Ese sujeto concreto, que en la cerrada terminología heideggeriana es el “ser ahí” “siendo con otros” pensado en el marco de una sociedad jerárquica, es la base desde la cual Dugin arremete contra la perspectiva del “sujeto descarnado” que ofrecería el liberalismo, en una crítica que existe ya desde Hegel y que es sostenida por los neocomunitaristas de la actualidad.

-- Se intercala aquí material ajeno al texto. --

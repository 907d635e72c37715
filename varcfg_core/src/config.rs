use std::path::Path;
use std::path::PathBuf;

use serde::Deserialize;

use crate::ExportFormat;
use crate::VarcfgError;
use crate::VarcfgResult;

/// Supported config file locations in discovery order (highest precedence
/// first).
pub const CONFIG_FILE_CANDIDATES: [&str; 3] = [
	"varcfg.toml",
	".varcfg.toml",
	".config/varcfg.toml",
];

/// Default directory exports are written to, relative to the project root.
pub const DEFAULT_OUT_DIR: &str = "generated";

/// Configuration loaded from a `varcfg.toml` file.
///
/// ```toml
/// schema = "schema.json"
/// values = "variants/board_a.yaml"
/// variant = "board_a"
///
/// [export]
/// out_dir = "generated"
/// formats = ["json", "yaml", "header"]
/// ```
///
/// Relative paths are resolved against the project root, not against the
/// directory holding the config file.
#[derive(Debug, Default, Deserialize)]
#[serde(deny_unknown_fields)]
pub struct VarcfgConfig {
	/// Path to the schema document.
	#[serde(default)]
	pub schema: Option<PathBuf>,
	/// Path to the values document applied on top of the schema defaults.
	#[serde(default)]
	pub values: Option<PathBuf>,
	/// Variant name used for the header comment and export file names.
	#[serde(default)]
	pub variant: Option<String>,
	/// Export settings.
	#[serde(default)]
	pub export: ExportConfig,
}

/// The `[export]` section.
#[derive(Debug, Default, Deserialize)]
#[serde(deny_unknown_fields)]
pub struct ExportConfig {
	/// Directory exports are written to. Defaults to `generated`.
	#[serde(default)]
	pub out_dir: Option<PathBuf>,
	/// Formats to export. Empty means all of them.
	#[serde(default)]
	pub formats: Vec<ExportFormat>,
}

impl VarcfgConfig {
	/// Resolve the config path from known discovery candidates.
	#[must_use]
	pub fn resolve_path(root: &Path) -> Option<PathBuf> {
		CONFIG_FILE_CANDIDATES
			.iter()
			.map(|candidate| root.join(candidate))
			.find(|path| path.is_file())
	}

	/// Load the config from the first discovered config file at `root`.
	/// Returns `None` if no config file exists.
	pub fn load(root: &Path) -> VarcfgResult<Option<VarcfgConfig>> {
		let Some(config_path) = Self::resolve_path(root) else {
			return Ok(None);
		};

		let content = std::fs::read_to_string(&config_path)?;
		let config = Self::parse(&content)?;

		Ok(Some(config))
	}

	/// Parse config file content.
	pub fn parse(content: &str) -> VarcfgResult<VarcfgConfig> {
		toml::from_str(content).map_err(|e| VarcfgError::ConfigParse(e.to_string()))
	}
}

En este sentido, Dugin entiende que conceptualmente el liberalismo ha sido una extensa carrera por construir un individuo vaciado sin referencia alguna a las identidades colectivas. De hecho, el ruso entiende que el origen del liberalismo es el protestantismo que intentó “liberar” a los individuos de la identidad católica que constituía a Europa; luego seguiría con la creación de los Estados modernos y el nacionalismo, como forma de deshacerse de la identidad vinculada a los imperios pero, una vez que los Estados modernos cumplieron esa función, el liberalismo habría arremetido contra las identidades nacionales en un proceso paulatino cuyo corolario estaría dado por la creación de los Derechos Humanos (es decir, unos derechos inherentes a la humanidad, determinados por encima de las soberanías de los Estados nacionales) y por una serie de instituciones supranacionales.

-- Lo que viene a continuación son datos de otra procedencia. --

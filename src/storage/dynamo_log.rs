//! Guestbook log stored in a DynamoDB table keyed by `id`.

use super::comment_log::{CommentLog, LogError, LogResult};
use crate::models::comment::CommentEntry;
use async_trait::async_trait;
use aws_config::SdkConfig;
use aws_sdk_dynamodb::{
    Client as DynamoClient,
    error::{DisplayErrorContext, ProvideErrorMetadata, SdkError},
    types::AttributeValue,
};
use std::collections::HashMap;
use tracing::debug;

pub struct DynamoCommentLog {
    client: DynamoClient,
    table_name: String,
}

impl DynamoCommentLog {
    pub fn new(sdk_config: &SdkConfig, table_name: impl Into<String>) -> Self {
        Self {
            client: DynamoClient::new(sdk_config),
            table_name: table_name.into(),
        }
    }
}

#[async_trait]
impl CommentLog for DynamoCommentLog {
    /// Scan returns items in hash order, so entries are ordered by
    /// `(timestamp, id)` before handing them back.
    async fn scan_all(&self) -> LogResult<Vec<CommentEntry>> {
        let mut entries = Vec::new();
        let mut start_key: Option<HashMap<String, AttributeValue>> = None;

        loop {
            let page = self
                .client
                .scan()
                .table_name(&self.table_name)
                .set_exclusive_start_key(start_key.take())
                .send()
                .await
                .map_err(|err| sdk_error("scan", err))?;

            entries.extend(page.items().iter().filter_map(entry_from_item));

            match page.last_evaluated_key() {
                Some(key) if !key.is_empty() => start_key = Some(key.clone()),
                _ => break,
            }
        }

        entries.sort_by(|a, b| {
            a.created_at_millis
                .cmp(&b.created_at_millis)
                .then_with(|| a.id.cmp(&b.id))
        });
        debug!(count = entries.len(), table = %self.table_name, "scanned comment table");
        Ok(entries)
    }

    async fn put_item(&self, entry: &CommentEntry) -> LogResult<()> {
        self.client
            .put_item()
            .table_name(&self.table_name)
            .item("id", AttributeValue::S(entry.id.clone()))
            .item("comment", AttributeValue::S(entry.text.clone()))
            .item(
                "timestamp",
                AttributeValue::N(entry.created_at_millis.to_string()),
            )
            .condition_expression("attribute_not_exists(id)")
            .send()
            .await
            .map_err(|err| match err.code() {
                Some("ConditionalCheckFailedException") => LogError::DuplicateId(entry.id.clone()),
                _ => sdk_error("put", err),
            })?;
        Ok(())
    }
}

/// Items missing `id` or `comment` are skipped; a missing timestamp reads
/// as epoch zero.
fn entry_from_item(item: &HashMap<String, AttributeValue>) -> Option<CommentEntry> {
    let id = item.get("id").and_then(|v| v.as_s().ok())?.to_string();
    let text = item.get("comment").and_then(|v| v.as_s().ok())?.to_string();
    let created_at_millis = item
        .get("timestamp")
        .and_then(|v| v.as_n().ok())
        .and_then(|n| n.parse::<i64>().ok())
        .unwrap_or(0);
    Some(CommentEntry {
        id,
        text,
        created_at_millis,
    })
}

fn sdk_error<E, R>(op: &'static str, err: SdkError<E, R>) -> LogError
where
    E: std::error::Error + 'static,
    R: std::fmt::Debug,
{
    LogError::backend(op, DisplayErrorContext(&err).to_string())
}

#[cfg(test)]
mod tests {
    use super::*;

    fn item(pairs: &[(&str, AttributeValue)]) -> HashMap<String, AttributeValue> {
        pairs
            .iter()
            .map(|(k, v)| (k.to_string(), v.clone()))
            .collect()
    }

    #[test]
    fn converts_complete_items() {
        let entry = entry_from_item(&item(&[
            ("id", AttributeValue::S("comment-1-abc".into())),
            ("comment", AttributeValue::S("congrats".into())),
            ("timestamp", AttributeValue::N("1700000000000".into())),
        ]))
        .expect("entry");

        assert_eq!(entry.id, "comment-1-abc");
        assert_eq!(entry.text, "congrats");
        assert_eq!(entry.created_at_millis, 1_700_000_000_000);
    }

    #[test]
    fn missing_timestamp_reads_as_epoch() {
        let entry = entry_from_item(&item(&[
            ("id", AttributeValue::S("c".into())),
            ("comment", AttributeValue::S("hi".into())),
        ]))
        .expect("entry");
        assert_eq!(entry.created_at_millis, 0);
    }

    #[test]
    fn items_without_text_are_skipped() {
        assert!(entry_from_item(&item(&[("id", AttributeValue::S("c".into()))])).is_none());
    }
}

Este triunfo globalizador se profundizó cuando, caído el comunismo, el liberalismo también barría con la identidad de clase y de esa manera, desde mi punto de vista, inauguraba las políticas de las minorías, esto es, identidades colectivas vinculadas a referencias como la etnia o el género. Pero Dugin advierte que el liberalismo también avanzará sobre éstas y que los discursos actuales de la deconstrucción, especialmente vinculados a algunos sectores al interior de lo que se conoce como “nueva ola feminista”, son funcionales al liberalismo en la medida en que poder optar por un género presupondría un individuo abstracto y racional que toma decisiones y opera independientemente de toda determinación histórica.

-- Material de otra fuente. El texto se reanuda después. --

//! In-memory backends for service and router tests.

use super::{
    ObjectStore, StoreError, StoreErrorKind, StoreResult,
    comment_log::{CommentLog, LogError, LogResult},
};
use crate::models::{comment::CommentEntry, photo::ObjectSummary};
use async_trait::async_trait;
use bytes::Bytes;
use chrono::{DateTime, Utc};
use std::{
    collections::{BTreeMap, HashSet},
    sync::{
        Mutex,
        atomic::{AtomicUsize, Ordering},
    },
    time::Duration,
};

#[derive(Clone, Debug)]
pub struct MemoryObject {
    pub bytes: Bytes,
    pub content_type: String,
    pub last_modified: Option<DateTime<Utc>>,
}

/// Keys containing any of `fail_puts_containing` fail on write; keys in
/// `fail_signing` fail on signing.
#[derive(Default)]
pub struct MemoryObjectStore {
    pub objects: Mutex<BTreeMap<String, MemoryObject>>,
    pub fail_puts_containing: Vec<String>,
    pub fail_signing: HashSet<String>,
    pub signed: AtomicUsize,
}

impl MemoryObjectStore {
    pub fn with_objects<'a>(
        entries: impl IntoIterator<Item = (&'a str, Option<DateTime<Utc>>)>,
    ) -> Self {
        let store = Self::default();
        {
            let mut objects = store.objects.lock().unwrap();
            for (key, last_modified) in entries {
                objects.insert(
                    key.to_string(),
                    MemoryObject {
                        bytes: Bytes::new(),
                        content_type: "image/jpeg".into(),
                        last_modified,
                    },
                );
            }
        }
        store
    }

    pub fn keys(&self) -> Vec<String> {
        self.objects.lock().unwrap().keys().cloned().collect()
    }
}

#[async_trait]
impl ObjectStore for MemoryObjectStore {
    async fn list_all(&self, prefix: &str) -> StoreResult<Vec<ObjectSummary>> {
        Ok(self
            .objects
            .lock()
            .unwrap()
            .iter()
            .filter(|(key, _)| key.starts_with(prefix))
            .map(|(key, obj)| ObjectSummary {
                key: key.clone(),
                last_modified: obj.last_modified,
            })
            .collect())
    }

    async fn issue_read_url(&self, key: &str, ttl: Duration) -> StoreResult<String> {
        if self.fail_signing.contains(key) {
            return Err(StoreError::new("sign", StoreErrorKind::Auth, "denied").with_key(key));
        }
        if !self.objects.lock().unwrap().contains_key(key) {
            return Err(StoreError::new("sign", StoreErrorKind::NotFound, "missing").with_key(key));
        }
        let n = self.signed.fetch_add(1, Ordering::SeqCst);
        Ok(format!("memory://{key}?ttl={}&n={n}", ttl.as_secs()))
    }

    async fn put_object(&self, key: &str, bytes: Bytes, content_type: &str) -> StoreResult<()> {
        if self
            .fail_puts_containing
            .iter()
            .any(|needle| key.contains(needle.as_str()))
        {
            return Err(
                StoreError::new("put", StoreErrorKind::Network, "connection reset").with_key(key),
            );
        }
        self.objects.lock().unwrap().insert(
            key.to_string(),
            MemoryObject {
                bytes,
                content_type: content_type.to_string(),
                last_modified: Some(Utc::now()),
            },
        );
        Ok(())
    }
}

/// Append-only vector; scan order is insertion order.
#[derive(Default)]
pub struct MemoryCommentLog {
    pub entries: Mutex<Vec<CommentEntry>>,
    pub unavailable: bool,
}

#[async_trait]
impl CommentLog for MemoryCommentLog {
    async fn scan_all(&self) -> LogResult<Vec<CommentEntry>> {
        if self.unavailable {
            return Err(LogError::backend("scan", "table unavailable"));
        }
        Ok(self.entries.lock().unwrap().clone())
    }

    async fn put_item(&self, entry: &CommentEntry) -> LogResult<()> {
        if self.unavailable {
            return Err(LogError::backend("put", "table unavailable"));
        }
        let mut entries = self.entries.lock().unwrap();
        if entries.iter().any(|e| e.id == entry.id) {
            return Err(LogError::DuplicateId(entry.id.clone()));
        }
        entries.push(entry.clone());
        Ok(())
    }
}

Es más, Dugin afirma que el próximo y último ataque del liberalismo a la identidad colectiva es el ataque a lo humano mismo a través del “transhumanismo” y en el libro antes citado lanza la siguiente provocación: [el liberalismo buscará] liberar al individuo de la humanidad. Podremos ser humanos, pero seremos libres de escoger en caso de que no queramos seguir siéndolo. Esta es la política del transhumanismo (…) Políticamente hablando, es el mañana. Para nosotros el gay pride es algo habitual, mañana lo será el robot pride. Y si a alguno se le ocurre decir: “Aquel no es robot, es humano”, será acusado de fascista, habrá dicho algo horrible y habrá insultado al pobre robot”.

Así, el verdadero fin de la historia no es el que auguraba Fukuyama al momento en que la ideología liberal triunfaba por sobre el comunismo y globalizaba sus instituciones sino el que está próximo a llegar y se apoya en la realización del sujeto metafísico y descarnado en el que se sustenta el liberalismo desde sus orígenes.

Hay un sinfín de aspectos para discutir sobre las posiciones de Dugin, las cuales son, desde mi perspectiva, en algunos casos, sólidas y originales y, en otros, transitan senderos con una carga metafísica que los debates actuales han superado para bien. En cuanto a las advertencias acerca del porvenir el tiempo dirá si Dugin tiene razón. No obstante, mientras tanto, siempre es bueno saber qué se está pensando lejos del microclima occidental.